* **Task directions**
Collect all lines containing the word "struct" from the data.

* **Dataset records**
====

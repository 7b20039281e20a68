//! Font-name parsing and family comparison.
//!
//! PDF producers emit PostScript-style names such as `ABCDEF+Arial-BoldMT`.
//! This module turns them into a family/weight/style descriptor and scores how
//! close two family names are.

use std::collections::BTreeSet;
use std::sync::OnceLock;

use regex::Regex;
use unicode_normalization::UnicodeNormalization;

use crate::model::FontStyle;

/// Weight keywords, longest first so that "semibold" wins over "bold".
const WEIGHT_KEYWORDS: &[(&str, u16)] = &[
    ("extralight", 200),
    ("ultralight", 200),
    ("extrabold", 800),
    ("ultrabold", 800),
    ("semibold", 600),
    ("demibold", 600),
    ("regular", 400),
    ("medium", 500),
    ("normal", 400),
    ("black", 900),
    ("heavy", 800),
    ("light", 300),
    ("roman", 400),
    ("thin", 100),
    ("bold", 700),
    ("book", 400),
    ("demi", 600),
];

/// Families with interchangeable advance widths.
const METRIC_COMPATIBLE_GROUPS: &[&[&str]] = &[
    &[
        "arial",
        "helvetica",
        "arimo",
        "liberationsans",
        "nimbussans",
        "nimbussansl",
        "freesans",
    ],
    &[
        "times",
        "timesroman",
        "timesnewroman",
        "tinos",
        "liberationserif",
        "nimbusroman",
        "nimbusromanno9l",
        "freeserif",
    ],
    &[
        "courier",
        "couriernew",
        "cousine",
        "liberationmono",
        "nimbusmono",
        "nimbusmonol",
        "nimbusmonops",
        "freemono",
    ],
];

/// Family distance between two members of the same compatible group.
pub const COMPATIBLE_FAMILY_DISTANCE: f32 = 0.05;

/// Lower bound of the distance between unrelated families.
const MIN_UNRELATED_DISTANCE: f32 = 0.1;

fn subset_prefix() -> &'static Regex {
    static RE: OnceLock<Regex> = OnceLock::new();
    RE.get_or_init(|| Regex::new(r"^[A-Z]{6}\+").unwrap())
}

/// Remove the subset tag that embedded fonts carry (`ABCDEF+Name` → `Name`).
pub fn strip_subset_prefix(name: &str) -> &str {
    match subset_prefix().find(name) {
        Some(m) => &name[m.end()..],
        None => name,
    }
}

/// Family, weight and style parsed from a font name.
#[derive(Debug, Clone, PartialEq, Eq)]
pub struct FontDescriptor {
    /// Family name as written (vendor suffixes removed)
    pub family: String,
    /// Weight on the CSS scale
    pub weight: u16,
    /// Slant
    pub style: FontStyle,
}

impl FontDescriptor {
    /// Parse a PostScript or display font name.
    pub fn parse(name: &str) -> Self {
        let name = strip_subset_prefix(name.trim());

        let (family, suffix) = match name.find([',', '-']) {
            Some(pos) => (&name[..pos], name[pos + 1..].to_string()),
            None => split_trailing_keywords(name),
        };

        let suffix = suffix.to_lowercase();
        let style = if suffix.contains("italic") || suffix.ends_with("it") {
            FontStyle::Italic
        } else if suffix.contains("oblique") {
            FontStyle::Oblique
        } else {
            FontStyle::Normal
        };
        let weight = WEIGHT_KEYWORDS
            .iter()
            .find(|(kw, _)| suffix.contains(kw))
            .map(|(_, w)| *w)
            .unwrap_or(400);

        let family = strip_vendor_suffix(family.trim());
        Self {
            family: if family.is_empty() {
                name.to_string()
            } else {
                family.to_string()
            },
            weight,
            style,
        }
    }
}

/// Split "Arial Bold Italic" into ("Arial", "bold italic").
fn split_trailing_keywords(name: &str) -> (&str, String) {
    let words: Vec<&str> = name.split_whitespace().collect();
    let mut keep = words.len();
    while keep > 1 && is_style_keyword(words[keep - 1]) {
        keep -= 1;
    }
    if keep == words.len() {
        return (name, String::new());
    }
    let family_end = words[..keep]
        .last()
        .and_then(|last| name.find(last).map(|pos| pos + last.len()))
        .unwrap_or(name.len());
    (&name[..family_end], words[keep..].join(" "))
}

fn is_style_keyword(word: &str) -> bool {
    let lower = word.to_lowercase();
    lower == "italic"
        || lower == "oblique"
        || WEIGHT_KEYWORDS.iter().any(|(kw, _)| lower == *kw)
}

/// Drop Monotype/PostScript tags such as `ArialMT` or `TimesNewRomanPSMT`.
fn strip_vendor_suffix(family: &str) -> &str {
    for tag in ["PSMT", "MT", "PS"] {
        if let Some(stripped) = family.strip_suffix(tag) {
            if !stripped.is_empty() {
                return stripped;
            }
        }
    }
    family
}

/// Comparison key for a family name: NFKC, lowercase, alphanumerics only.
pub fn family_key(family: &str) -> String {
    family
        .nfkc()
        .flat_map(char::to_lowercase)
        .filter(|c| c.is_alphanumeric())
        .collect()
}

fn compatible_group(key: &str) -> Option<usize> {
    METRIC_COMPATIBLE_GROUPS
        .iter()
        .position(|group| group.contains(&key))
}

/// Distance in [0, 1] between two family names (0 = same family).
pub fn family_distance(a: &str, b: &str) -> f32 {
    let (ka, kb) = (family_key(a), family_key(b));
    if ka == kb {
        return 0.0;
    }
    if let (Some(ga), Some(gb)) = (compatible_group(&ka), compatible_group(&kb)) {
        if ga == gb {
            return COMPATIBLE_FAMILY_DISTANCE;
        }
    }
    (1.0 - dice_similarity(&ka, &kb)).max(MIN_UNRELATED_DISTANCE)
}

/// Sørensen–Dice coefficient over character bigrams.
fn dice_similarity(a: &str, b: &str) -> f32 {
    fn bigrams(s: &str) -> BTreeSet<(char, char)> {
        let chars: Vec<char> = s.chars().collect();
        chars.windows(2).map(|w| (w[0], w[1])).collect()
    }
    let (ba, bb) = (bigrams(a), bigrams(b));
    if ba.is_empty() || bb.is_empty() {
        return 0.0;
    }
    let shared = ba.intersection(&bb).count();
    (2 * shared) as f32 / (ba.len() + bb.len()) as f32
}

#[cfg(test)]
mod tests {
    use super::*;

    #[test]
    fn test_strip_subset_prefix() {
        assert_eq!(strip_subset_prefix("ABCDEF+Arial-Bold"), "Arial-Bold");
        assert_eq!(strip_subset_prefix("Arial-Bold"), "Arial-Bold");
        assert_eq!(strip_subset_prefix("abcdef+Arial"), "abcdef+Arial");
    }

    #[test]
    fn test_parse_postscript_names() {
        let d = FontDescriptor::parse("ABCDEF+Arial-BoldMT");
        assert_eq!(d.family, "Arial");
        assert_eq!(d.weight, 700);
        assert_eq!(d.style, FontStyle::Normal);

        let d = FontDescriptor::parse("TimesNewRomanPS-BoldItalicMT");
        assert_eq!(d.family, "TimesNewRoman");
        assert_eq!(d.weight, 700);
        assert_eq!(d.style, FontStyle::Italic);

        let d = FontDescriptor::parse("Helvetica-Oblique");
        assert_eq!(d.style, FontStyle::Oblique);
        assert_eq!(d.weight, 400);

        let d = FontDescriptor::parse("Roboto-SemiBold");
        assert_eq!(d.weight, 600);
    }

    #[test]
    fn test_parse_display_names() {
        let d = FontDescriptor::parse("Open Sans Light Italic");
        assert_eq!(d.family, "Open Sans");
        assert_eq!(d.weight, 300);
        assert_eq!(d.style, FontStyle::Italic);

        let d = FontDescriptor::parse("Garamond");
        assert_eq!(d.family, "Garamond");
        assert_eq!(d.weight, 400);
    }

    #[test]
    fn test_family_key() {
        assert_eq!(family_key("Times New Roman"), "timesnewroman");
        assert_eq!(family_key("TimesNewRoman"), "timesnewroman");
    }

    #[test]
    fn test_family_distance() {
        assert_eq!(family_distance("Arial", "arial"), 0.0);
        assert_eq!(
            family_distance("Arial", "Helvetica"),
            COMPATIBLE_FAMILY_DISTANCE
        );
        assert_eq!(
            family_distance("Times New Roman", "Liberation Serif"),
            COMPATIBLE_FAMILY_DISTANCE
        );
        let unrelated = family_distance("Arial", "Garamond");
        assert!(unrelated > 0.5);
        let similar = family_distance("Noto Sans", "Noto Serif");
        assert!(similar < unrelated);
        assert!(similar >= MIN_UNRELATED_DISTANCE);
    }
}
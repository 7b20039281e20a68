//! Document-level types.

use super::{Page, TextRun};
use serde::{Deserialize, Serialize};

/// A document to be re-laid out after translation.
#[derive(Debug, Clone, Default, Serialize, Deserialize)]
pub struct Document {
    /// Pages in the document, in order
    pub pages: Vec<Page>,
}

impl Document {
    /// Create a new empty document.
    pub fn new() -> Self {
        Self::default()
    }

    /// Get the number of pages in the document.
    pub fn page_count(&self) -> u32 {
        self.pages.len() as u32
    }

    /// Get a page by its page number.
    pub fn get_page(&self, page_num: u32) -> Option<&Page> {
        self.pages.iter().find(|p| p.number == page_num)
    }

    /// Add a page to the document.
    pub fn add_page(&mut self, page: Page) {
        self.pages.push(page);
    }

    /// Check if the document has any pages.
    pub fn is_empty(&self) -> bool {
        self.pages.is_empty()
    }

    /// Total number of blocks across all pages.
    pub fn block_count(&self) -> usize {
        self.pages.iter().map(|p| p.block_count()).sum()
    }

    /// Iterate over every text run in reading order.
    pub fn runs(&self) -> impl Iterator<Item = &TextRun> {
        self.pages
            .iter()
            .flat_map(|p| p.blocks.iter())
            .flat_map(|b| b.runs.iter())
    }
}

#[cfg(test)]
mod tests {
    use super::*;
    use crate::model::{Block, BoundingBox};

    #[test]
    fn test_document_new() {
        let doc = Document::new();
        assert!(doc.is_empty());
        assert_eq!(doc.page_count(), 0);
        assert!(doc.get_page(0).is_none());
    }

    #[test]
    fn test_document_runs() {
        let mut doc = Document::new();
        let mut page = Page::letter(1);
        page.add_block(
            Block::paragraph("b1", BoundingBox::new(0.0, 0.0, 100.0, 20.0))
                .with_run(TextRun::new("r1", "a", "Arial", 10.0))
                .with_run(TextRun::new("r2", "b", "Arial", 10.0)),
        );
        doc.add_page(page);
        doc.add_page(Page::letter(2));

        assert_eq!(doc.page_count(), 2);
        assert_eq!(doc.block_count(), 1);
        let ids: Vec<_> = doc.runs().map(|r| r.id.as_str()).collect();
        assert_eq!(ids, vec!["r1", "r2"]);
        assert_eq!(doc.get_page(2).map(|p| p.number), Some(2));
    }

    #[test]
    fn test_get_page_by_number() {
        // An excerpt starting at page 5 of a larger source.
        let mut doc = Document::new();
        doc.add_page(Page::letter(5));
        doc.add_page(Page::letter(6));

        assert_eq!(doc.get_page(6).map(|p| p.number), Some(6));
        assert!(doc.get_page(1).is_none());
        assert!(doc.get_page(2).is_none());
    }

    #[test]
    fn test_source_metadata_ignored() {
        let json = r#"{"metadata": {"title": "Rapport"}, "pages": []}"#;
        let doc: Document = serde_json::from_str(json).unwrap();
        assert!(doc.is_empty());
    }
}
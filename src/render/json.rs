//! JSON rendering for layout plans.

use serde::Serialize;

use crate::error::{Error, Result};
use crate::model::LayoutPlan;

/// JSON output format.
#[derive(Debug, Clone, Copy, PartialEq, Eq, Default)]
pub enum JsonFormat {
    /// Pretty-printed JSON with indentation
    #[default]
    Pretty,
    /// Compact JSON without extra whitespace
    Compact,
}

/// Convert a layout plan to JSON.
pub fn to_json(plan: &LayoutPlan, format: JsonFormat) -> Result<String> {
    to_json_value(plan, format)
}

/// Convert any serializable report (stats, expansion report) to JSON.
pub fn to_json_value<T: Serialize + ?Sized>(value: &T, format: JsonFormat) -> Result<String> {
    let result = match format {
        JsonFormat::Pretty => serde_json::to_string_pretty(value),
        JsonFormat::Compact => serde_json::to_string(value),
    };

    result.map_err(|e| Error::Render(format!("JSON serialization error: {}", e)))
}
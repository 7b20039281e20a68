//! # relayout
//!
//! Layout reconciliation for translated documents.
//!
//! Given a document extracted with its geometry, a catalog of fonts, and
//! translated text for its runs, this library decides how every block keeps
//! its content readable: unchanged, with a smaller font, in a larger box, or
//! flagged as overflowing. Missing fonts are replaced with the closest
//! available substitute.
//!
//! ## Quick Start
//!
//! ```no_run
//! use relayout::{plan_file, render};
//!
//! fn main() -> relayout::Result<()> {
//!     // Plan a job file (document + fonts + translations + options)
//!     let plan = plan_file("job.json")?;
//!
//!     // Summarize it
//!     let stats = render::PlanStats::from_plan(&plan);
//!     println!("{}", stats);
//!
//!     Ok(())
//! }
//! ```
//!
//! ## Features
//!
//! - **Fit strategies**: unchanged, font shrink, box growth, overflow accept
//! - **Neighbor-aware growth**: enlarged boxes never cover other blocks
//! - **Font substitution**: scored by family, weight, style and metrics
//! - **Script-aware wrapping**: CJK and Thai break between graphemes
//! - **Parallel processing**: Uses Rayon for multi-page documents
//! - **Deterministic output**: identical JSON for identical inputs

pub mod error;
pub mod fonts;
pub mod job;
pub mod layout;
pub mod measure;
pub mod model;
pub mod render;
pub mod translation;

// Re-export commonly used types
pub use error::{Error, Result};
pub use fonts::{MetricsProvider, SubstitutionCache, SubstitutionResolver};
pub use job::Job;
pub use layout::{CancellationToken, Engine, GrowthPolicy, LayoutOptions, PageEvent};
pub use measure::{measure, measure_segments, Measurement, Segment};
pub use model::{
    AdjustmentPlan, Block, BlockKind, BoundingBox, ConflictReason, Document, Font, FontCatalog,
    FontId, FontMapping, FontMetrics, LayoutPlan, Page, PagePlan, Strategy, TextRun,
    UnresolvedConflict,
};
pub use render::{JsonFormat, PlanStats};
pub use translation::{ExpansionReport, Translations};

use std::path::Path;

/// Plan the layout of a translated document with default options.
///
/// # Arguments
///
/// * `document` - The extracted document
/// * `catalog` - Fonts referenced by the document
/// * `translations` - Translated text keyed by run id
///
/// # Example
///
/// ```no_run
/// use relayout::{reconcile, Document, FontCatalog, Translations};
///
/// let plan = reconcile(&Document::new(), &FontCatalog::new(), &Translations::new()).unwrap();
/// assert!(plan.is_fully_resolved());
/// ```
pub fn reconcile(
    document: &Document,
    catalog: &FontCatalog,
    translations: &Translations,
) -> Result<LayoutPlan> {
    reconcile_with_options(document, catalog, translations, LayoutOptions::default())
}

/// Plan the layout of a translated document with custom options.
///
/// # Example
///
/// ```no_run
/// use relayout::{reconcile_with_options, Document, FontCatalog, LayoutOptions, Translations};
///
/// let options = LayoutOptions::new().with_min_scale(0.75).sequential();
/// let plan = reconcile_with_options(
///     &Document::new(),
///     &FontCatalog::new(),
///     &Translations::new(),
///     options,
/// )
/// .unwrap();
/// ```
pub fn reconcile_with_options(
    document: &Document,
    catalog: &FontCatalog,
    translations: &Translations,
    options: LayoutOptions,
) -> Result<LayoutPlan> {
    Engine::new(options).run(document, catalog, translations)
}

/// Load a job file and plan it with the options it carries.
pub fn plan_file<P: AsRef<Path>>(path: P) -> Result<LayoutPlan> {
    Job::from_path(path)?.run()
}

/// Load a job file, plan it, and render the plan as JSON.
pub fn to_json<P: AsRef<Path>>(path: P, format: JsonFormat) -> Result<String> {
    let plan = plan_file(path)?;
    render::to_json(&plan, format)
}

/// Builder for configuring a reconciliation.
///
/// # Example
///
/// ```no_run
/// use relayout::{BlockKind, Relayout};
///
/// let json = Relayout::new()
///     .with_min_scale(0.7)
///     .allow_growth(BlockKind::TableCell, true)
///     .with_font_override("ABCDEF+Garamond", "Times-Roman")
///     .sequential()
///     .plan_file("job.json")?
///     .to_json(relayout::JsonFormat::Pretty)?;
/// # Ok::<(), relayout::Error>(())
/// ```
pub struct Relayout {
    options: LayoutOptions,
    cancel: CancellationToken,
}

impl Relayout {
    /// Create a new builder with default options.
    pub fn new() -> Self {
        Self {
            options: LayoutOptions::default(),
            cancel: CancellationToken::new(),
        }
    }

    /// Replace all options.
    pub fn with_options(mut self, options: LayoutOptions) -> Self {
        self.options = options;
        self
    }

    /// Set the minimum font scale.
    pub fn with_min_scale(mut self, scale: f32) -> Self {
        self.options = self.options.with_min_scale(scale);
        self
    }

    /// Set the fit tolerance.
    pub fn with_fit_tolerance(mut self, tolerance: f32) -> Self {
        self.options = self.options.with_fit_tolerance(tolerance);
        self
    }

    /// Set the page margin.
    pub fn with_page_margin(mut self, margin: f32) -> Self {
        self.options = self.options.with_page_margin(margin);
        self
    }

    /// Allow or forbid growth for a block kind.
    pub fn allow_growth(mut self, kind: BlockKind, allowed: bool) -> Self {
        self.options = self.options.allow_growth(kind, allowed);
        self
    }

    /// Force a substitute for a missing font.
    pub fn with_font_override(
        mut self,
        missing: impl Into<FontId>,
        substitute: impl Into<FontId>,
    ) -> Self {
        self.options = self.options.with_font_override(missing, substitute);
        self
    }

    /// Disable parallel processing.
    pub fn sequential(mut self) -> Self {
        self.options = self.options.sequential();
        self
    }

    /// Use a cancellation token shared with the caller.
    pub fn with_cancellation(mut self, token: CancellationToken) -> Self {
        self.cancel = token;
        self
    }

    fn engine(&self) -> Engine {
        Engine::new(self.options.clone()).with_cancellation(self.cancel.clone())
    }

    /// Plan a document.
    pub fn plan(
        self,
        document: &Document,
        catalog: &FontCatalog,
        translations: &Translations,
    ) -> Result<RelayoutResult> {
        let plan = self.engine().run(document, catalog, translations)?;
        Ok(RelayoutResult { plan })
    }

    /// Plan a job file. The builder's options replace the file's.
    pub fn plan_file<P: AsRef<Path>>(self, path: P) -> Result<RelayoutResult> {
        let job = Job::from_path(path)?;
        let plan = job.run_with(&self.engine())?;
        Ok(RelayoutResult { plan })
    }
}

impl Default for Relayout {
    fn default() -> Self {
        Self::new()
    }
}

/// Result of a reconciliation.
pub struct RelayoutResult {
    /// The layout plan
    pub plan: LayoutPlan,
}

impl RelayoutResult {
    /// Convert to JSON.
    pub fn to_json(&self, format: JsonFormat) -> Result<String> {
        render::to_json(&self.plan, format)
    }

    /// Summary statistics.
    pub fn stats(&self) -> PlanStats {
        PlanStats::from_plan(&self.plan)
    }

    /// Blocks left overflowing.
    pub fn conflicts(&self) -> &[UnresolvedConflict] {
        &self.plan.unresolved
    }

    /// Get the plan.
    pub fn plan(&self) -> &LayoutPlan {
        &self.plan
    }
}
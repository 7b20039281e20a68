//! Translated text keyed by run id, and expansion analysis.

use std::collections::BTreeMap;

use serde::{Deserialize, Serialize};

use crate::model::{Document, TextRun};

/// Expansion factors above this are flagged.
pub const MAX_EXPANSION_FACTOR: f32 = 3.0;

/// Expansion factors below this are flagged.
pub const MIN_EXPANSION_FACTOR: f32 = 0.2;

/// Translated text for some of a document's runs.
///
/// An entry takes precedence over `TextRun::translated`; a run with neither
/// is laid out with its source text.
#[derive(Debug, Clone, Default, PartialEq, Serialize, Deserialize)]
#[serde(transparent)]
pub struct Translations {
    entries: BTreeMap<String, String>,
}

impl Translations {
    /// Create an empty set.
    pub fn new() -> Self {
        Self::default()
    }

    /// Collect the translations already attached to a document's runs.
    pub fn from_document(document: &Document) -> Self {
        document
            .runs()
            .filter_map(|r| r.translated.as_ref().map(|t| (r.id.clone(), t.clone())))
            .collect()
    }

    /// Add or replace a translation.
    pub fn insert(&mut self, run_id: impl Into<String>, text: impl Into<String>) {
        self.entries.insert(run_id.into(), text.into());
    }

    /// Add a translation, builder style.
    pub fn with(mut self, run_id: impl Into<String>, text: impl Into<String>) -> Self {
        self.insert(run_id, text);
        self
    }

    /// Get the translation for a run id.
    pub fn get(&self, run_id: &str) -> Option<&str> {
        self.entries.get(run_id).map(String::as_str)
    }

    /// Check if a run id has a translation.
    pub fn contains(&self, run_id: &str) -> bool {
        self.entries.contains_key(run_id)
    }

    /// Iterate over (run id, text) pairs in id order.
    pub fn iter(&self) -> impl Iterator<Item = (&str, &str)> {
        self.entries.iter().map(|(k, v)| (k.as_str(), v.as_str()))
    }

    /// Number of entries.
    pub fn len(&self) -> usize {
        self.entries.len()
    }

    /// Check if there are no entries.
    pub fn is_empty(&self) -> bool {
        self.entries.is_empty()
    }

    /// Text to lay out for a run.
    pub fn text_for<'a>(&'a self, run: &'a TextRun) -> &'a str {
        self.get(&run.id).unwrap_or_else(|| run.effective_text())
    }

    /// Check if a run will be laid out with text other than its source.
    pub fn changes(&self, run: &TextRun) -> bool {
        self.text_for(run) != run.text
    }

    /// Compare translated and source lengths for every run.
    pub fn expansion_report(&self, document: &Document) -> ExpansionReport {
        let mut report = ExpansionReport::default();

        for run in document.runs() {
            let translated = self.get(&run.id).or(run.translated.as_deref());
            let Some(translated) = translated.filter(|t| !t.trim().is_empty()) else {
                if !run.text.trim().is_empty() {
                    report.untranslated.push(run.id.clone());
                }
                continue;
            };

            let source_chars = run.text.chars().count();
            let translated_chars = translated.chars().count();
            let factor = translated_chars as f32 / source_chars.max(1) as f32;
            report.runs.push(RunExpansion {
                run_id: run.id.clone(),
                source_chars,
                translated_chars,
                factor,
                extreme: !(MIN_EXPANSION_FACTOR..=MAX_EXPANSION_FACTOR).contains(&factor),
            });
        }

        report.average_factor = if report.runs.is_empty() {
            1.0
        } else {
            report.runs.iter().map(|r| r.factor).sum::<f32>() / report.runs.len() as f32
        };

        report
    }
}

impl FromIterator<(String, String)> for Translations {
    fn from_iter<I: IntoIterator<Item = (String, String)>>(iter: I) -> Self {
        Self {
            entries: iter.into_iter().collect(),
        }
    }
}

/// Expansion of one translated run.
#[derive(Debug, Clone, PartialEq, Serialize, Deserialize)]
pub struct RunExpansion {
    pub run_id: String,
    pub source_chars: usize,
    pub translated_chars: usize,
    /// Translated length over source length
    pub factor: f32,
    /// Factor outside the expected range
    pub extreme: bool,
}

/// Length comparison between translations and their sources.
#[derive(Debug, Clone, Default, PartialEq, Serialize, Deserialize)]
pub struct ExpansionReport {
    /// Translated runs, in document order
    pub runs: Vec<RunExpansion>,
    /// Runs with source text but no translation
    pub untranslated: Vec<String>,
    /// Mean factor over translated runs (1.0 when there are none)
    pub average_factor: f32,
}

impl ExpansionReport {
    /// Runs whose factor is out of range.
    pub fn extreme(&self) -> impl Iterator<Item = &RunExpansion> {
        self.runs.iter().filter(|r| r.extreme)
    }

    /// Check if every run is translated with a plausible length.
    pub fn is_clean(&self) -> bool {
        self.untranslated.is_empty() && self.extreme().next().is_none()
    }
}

====

* **Answer box**
pub struct FontDescriptor {
pub struct Document {
pub struct Relayout {
pub struct RelayoutResult {
pub struct Translations {
pub struct RunExpansion {
pub struct ExpansionReport {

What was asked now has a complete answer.